### Assigned task:
In the entries that follow, find the word "seeded" and report each line it is on.

### Study material:
▽

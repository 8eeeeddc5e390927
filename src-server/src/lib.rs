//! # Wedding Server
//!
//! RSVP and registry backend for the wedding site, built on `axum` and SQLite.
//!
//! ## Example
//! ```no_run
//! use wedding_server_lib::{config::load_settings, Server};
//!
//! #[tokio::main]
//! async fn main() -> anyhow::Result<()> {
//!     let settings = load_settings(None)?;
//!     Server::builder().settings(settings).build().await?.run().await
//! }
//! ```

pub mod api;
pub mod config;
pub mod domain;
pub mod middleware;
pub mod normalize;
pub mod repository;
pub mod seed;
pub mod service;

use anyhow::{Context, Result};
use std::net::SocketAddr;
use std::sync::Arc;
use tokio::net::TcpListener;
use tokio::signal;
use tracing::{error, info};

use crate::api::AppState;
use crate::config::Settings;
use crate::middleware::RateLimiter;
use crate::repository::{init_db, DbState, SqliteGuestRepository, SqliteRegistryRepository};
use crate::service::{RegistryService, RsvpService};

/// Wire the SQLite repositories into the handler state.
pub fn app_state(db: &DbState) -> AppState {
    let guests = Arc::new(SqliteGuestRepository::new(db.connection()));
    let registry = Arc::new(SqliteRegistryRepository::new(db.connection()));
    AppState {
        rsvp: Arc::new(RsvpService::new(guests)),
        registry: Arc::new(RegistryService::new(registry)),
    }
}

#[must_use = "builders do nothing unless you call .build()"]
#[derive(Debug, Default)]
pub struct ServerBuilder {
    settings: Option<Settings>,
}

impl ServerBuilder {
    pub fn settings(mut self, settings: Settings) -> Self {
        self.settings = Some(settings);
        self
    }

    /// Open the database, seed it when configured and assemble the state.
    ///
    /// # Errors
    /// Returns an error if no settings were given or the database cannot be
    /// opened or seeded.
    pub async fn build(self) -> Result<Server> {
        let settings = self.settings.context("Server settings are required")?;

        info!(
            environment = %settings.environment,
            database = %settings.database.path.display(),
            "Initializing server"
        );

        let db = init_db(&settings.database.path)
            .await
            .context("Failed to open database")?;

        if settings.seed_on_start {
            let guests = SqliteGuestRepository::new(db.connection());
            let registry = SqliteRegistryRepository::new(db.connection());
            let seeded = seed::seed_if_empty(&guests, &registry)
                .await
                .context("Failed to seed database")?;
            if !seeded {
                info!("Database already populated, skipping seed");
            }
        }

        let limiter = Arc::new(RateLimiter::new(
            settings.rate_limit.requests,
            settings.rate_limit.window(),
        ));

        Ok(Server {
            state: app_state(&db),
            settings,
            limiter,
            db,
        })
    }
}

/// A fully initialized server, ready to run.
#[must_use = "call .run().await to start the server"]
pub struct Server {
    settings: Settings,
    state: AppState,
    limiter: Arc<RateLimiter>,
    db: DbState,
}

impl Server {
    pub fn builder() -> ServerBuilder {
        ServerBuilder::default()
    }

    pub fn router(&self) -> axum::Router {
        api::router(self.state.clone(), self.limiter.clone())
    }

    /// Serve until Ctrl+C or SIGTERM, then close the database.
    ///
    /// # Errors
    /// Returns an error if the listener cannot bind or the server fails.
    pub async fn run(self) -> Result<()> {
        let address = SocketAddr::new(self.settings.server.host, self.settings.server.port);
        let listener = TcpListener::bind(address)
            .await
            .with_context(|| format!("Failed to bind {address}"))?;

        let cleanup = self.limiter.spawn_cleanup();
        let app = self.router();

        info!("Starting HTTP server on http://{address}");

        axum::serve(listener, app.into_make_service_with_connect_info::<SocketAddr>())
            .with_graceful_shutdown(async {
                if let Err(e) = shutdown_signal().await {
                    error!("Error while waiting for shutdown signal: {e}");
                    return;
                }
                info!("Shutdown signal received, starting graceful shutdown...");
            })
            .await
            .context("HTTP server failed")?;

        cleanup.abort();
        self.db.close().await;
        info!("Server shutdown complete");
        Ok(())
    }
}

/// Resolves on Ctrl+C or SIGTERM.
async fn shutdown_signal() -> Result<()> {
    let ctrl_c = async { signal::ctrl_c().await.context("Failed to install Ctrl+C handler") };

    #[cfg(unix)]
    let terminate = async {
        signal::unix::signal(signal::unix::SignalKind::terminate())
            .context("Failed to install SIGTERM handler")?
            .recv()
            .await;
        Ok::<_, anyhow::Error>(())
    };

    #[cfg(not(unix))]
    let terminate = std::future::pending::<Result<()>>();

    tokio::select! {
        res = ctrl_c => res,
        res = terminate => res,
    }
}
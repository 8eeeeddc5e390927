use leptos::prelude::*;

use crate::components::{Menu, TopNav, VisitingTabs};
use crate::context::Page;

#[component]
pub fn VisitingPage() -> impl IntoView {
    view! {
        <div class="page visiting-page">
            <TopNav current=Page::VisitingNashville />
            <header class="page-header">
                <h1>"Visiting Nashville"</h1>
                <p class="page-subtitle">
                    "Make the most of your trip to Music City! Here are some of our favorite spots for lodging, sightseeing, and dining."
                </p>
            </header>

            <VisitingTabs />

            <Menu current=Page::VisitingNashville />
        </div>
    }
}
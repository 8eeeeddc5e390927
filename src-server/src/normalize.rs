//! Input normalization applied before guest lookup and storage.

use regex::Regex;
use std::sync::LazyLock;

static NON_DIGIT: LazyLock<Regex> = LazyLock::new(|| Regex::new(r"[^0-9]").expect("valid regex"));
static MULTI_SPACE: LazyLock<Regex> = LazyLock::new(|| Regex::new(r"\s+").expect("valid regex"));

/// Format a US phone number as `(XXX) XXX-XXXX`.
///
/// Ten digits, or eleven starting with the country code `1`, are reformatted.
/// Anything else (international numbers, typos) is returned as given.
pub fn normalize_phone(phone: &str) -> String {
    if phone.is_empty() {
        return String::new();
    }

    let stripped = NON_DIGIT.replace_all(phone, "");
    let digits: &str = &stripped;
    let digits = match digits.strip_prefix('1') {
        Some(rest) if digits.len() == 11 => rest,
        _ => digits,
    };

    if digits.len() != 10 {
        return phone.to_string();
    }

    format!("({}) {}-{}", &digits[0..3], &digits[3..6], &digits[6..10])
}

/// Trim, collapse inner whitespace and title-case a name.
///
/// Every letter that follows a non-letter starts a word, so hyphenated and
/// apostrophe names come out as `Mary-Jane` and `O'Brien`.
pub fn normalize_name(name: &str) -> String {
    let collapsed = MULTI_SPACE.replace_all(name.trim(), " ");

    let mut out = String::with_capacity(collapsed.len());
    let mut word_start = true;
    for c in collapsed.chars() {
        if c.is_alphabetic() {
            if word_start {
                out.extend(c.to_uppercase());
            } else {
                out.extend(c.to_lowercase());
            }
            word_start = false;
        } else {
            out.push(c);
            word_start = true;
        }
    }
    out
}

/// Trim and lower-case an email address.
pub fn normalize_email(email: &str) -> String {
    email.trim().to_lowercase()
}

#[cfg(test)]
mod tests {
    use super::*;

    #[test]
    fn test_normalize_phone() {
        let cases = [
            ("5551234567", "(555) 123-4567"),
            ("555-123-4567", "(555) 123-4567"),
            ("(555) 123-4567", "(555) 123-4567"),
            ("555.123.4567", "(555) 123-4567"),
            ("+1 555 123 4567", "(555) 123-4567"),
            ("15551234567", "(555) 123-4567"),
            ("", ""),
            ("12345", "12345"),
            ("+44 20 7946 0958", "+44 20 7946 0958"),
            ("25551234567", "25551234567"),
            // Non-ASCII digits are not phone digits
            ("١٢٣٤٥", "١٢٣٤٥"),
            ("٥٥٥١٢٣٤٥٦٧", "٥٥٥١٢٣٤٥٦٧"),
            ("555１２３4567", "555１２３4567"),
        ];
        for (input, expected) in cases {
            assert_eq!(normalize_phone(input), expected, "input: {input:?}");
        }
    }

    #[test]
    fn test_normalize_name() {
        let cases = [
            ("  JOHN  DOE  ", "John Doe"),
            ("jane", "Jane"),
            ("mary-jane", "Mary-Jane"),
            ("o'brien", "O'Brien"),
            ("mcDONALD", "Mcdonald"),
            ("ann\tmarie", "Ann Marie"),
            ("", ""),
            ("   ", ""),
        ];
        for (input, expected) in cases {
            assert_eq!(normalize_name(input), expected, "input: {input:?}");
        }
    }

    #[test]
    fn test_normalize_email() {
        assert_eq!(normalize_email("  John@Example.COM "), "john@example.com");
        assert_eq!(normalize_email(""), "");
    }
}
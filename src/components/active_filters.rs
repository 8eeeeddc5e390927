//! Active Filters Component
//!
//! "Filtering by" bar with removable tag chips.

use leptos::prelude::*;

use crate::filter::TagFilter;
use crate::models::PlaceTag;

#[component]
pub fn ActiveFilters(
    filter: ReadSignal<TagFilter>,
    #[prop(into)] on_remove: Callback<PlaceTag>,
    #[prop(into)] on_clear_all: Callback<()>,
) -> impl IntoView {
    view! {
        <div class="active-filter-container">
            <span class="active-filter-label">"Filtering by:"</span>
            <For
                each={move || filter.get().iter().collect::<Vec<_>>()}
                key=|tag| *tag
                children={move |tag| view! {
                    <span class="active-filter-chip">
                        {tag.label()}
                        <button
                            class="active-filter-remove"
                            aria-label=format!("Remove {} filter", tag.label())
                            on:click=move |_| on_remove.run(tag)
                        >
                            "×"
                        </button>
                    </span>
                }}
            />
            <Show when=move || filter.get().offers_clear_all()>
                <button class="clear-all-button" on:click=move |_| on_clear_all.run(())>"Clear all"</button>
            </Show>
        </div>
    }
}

△

### Your response:
    /// opened or seeded.
            let seeded = seed::seed_if_empty(&guests, &registry)
            if !seeded {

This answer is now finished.